··· Records supplied ···

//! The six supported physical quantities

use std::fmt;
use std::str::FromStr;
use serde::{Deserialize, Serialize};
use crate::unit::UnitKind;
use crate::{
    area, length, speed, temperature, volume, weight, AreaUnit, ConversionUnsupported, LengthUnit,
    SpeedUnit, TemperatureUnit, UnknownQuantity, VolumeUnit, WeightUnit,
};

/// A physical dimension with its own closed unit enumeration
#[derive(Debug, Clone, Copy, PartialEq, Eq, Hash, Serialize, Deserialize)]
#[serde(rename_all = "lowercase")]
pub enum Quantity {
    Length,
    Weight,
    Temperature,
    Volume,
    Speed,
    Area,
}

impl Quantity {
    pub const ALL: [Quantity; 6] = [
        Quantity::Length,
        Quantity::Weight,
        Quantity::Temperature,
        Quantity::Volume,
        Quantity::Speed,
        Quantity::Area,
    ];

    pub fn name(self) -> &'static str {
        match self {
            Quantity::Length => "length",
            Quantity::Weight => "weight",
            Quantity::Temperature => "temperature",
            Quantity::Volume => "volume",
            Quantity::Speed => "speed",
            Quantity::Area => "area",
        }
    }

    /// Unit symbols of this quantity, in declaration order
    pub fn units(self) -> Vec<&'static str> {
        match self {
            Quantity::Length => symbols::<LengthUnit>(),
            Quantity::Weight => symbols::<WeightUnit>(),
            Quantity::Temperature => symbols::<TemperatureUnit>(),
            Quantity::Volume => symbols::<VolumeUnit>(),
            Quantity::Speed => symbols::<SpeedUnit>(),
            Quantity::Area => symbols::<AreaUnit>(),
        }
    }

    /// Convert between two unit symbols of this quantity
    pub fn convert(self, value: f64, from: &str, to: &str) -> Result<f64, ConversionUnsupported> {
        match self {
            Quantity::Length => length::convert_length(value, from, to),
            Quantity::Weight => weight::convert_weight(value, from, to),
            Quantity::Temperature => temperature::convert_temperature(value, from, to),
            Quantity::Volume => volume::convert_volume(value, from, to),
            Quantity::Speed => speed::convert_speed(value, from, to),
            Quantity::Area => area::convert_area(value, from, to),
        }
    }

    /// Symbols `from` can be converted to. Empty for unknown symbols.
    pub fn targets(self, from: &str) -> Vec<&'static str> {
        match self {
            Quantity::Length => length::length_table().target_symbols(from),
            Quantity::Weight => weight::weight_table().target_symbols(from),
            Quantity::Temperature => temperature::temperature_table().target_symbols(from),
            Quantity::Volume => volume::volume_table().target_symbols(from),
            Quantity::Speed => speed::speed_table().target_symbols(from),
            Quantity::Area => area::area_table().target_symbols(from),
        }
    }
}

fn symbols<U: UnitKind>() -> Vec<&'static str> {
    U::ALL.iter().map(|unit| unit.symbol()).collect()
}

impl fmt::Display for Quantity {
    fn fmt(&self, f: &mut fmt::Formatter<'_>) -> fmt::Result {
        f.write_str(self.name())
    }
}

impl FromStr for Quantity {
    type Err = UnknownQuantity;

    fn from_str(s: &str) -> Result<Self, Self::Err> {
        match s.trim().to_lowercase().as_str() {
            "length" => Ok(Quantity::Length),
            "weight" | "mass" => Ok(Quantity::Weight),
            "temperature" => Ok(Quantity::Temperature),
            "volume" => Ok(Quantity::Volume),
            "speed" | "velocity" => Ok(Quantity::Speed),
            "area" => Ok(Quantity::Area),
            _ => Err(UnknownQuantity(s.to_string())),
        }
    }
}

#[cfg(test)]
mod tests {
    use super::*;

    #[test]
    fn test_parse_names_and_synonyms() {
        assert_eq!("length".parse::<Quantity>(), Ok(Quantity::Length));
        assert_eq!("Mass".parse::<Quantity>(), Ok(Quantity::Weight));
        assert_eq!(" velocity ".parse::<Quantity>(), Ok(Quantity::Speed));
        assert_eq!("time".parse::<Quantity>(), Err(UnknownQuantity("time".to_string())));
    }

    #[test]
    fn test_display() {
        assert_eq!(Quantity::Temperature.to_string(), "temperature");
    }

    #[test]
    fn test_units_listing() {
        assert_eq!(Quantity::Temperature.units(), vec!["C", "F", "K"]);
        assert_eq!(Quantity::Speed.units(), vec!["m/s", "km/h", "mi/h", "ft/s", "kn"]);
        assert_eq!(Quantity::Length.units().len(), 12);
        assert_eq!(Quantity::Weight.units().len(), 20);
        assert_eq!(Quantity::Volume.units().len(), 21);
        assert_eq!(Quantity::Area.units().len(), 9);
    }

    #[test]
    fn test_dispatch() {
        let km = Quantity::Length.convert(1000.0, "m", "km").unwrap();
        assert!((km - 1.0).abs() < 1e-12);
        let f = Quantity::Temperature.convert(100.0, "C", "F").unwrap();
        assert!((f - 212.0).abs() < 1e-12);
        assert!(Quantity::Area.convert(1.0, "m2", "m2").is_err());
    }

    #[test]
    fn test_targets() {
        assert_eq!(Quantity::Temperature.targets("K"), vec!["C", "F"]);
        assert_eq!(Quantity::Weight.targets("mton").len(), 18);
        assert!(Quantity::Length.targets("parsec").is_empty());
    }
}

···
··· Records supplied ···

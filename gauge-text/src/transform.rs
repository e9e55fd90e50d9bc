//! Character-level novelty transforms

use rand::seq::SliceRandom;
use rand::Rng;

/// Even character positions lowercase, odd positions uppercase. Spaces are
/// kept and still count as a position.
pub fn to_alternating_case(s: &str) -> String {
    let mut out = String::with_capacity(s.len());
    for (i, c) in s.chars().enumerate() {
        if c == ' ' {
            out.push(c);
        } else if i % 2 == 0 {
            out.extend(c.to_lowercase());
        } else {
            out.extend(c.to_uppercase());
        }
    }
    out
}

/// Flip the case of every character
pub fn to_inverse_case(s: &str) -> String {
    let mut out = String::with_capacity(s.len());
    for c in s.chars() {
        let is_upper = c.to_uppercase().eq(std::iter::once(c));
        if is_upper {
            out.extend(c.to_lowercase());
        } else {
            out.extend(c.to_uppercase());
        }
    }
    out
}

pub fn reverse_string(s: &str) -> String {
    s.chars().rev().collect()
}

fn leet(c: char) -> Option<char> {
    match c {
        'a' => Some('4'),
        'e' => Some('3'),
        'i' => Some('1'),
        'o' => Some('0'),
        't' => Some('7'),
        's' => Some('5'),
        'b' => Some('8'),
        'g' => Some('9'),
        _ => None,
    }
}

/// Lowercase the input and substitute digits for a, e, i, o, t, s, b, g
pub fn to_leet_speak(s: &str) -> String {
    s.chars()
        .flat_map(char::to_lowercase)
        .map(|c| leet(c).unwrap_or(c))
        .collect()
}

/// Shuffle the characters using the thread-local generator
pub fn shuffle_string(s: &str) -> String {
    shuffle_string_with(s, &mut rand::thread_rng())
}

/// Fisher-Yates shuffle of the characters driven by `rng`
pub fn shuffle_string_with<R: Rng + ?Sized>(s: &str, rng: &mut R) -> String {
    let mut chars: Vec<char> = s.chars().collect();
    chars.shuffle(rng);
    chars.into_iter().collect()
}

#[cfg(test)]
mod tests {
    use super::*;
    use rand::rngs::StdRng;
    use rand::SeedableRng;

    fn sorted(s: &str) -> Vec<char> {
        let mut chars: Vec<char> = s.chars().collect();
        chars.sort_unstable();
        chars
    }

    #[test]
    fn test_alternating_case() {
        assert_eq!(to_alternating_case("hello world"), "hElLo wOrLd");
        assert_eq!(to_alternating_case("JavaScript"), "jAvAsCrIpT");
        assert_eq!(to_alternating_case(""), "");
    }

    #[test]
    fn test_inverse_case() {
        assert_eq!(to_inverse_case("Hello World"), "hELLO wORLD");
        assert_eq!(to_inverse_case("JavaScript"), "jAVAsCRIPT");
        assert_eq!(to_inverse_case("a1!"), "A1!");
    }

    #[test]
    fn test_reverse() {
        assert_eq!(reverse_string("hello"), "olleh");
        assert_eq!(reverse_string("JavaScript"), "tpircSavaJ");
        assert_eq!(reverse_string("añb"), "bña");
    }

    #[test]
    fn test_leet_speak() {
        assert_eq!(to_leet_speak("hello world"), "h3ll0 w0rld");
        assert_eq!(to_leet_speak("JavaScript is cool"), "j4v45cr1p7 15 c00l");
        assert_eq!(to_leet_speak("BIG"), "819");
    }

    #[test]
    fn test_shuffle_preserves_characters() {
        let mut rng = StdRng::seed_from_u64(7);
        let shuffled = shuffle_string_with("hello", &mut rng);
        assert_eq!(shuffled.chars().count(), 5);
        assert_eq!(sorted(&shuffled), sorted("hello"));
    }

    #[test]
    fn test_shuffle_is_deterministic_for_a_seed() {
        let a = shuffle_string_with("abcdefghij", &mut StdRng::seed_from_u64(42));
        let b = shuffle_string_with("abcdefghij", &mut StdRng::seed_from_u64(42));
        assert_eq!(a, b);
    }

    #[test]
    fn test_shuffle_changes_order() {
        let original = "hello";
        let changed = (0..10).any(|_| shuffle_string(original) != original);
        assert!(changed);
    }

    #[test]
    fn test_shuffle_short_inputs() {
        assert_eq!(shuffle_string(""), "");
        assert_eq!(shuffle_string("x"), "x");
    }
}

···
··· Records supplied ···

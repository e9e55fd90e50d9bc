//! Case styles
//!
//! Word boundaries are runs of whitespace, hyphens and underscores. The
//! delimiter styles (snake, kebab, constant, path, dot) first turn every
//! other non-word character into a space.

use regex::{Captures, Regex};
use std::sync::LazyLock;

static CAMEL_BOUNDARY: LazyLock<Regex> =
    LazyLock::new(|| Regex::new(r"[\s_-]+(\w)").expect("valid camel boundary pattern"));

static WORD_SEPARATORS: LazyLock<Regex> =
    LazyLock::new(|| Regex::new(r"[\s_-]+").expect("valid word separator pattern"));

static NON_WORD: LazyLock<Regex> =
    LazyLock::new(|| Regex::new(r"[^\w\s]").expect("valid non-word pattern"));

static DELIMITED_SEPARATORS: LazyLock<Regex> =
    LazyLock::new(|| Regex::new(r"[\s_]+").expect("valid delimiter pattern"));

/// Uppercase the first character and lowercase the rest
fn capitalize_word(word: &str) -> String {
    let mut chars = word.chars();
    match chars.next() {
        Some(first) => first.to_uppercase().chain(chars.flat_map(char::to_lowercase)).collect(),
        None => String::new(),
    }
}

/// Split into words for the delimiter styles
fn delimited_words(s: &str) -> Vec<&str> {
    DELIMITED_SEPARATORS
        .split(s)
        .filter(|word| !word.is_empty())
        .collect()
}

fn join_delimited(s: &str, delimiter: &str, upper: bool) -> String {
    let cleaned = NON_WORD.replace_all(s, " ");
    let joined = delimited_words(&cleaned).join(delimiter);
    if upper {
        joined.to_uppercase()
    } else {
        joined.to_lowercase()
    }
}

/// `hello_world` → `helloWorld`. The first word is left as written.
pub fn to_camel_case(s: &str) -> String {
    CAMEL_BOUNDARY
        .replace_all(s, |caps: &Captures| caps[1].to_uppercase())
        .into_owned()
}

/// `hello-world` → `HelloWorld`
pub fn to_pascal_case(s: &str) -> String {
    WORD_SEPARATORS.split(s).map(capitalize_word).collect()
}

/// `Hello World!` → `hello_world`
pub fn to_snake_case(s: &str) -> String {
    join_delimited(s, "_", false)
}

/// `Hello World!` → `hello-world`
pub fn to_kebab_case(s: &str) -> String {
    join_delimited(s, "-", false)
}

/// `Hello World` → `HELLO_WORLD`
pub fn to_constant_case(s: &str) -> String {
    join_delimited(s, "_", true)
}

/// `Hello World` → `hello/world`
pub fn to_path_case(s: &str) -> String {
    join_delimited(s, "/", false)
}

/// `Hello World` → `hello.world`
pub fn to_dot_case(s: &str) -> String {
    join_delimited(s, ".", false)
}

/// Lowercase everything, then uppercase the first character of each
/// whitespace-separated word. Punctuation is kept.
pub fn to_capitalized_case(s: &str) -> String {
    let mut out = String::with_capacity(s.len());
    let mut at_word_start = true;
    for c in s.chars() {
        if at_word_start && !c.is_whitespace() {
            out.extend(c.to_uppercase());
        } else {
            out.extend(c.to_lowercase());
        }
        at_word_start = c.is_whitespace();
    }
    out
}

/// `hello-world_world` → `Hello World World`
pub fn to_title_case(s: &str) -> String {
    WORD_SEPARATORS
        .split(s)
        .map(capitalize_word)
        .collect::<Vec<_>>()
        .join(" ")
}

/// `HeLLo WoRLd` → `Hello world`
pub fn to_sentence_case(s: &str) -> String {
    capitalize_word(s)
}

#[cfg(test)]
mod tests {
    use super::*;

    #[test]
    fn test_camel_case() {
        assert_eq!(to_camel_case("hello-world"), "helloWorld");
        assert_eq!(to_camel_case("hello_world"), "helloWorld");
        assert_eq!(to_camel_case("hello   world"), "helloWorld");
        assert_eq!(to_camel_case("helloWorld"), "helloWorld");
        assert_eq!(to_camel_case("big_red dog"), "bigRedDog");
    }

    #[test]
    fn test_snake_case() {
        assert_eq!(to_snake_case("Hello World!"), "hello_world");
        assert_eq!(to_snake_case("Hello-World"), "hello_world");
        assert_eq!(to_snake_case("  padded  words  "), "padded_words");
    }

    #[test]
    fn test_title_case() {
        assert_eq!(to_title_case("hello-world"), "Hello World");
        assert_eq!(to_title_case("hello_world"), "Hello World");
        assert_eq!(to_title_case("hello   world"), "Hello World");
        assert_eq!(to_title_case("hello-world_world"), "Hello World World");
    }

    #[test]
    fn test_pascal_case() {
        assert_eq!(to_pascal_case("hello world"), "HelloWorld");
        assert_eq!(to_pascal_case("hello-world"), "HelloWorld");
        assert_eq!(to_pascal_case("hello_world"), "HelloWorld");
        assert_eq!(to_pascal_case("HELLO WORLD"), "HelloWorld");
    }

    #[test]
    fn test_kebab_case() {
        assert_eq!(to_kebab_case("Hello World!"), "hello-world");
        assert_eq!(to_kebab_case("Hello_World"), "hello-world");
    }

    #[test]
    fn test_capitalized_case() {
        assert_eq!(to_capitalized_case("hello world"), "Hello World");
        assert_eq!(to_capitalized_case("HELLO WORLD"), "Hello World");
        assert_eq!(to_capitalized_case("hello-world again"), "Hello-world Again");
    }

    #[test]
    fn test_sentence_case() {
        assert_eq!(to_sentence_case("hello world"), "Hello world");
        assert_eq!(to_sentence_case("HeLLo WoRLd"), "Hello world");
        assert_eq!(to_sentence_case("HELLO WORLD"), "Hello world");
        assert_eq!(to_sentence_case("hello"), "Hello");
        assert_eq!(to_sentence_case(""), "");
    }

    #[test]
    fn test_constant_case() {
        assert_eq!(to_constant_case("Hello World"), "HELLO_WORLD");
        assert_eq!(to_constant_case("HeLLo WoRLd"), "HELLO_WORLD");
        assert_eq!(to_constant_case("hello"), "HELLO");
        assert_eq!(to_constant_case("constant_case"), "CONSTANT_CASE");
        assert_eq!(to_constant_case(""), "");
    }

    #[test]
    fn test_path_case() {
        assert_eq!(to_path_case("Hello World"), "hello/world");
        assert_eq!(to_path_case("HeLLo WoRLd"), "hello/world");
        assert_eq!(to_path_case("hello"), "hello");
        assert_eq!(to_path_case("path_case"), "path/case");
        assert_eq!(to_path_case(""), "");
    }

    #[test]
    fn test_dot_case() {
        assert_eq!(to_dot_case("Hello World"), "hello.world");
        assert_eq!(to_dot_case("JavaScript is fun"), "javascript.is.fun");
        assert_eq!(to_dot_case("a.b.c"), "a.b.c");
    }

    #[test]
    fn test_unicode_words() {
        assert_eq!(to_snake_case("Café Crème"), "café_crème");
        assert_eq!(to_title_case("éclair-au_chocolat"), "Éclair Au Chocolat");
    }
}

···

Your task: Search the records for the word "delimiter", then list every line that has it.

Solution to this problem:
//! delimiter styles (snake, kebab, constant, path, dot) first turn every
    LazyLock::new(|| Regex::new(r"[\s_]+").expect("valid delimiter pattern"));
/// Split into words for the delimiter styles
fn join_delimited(s: &str, delimiter: &str, upper: bool) -> String {
    let joined = delimited_words(&cleaned).join(delimiter);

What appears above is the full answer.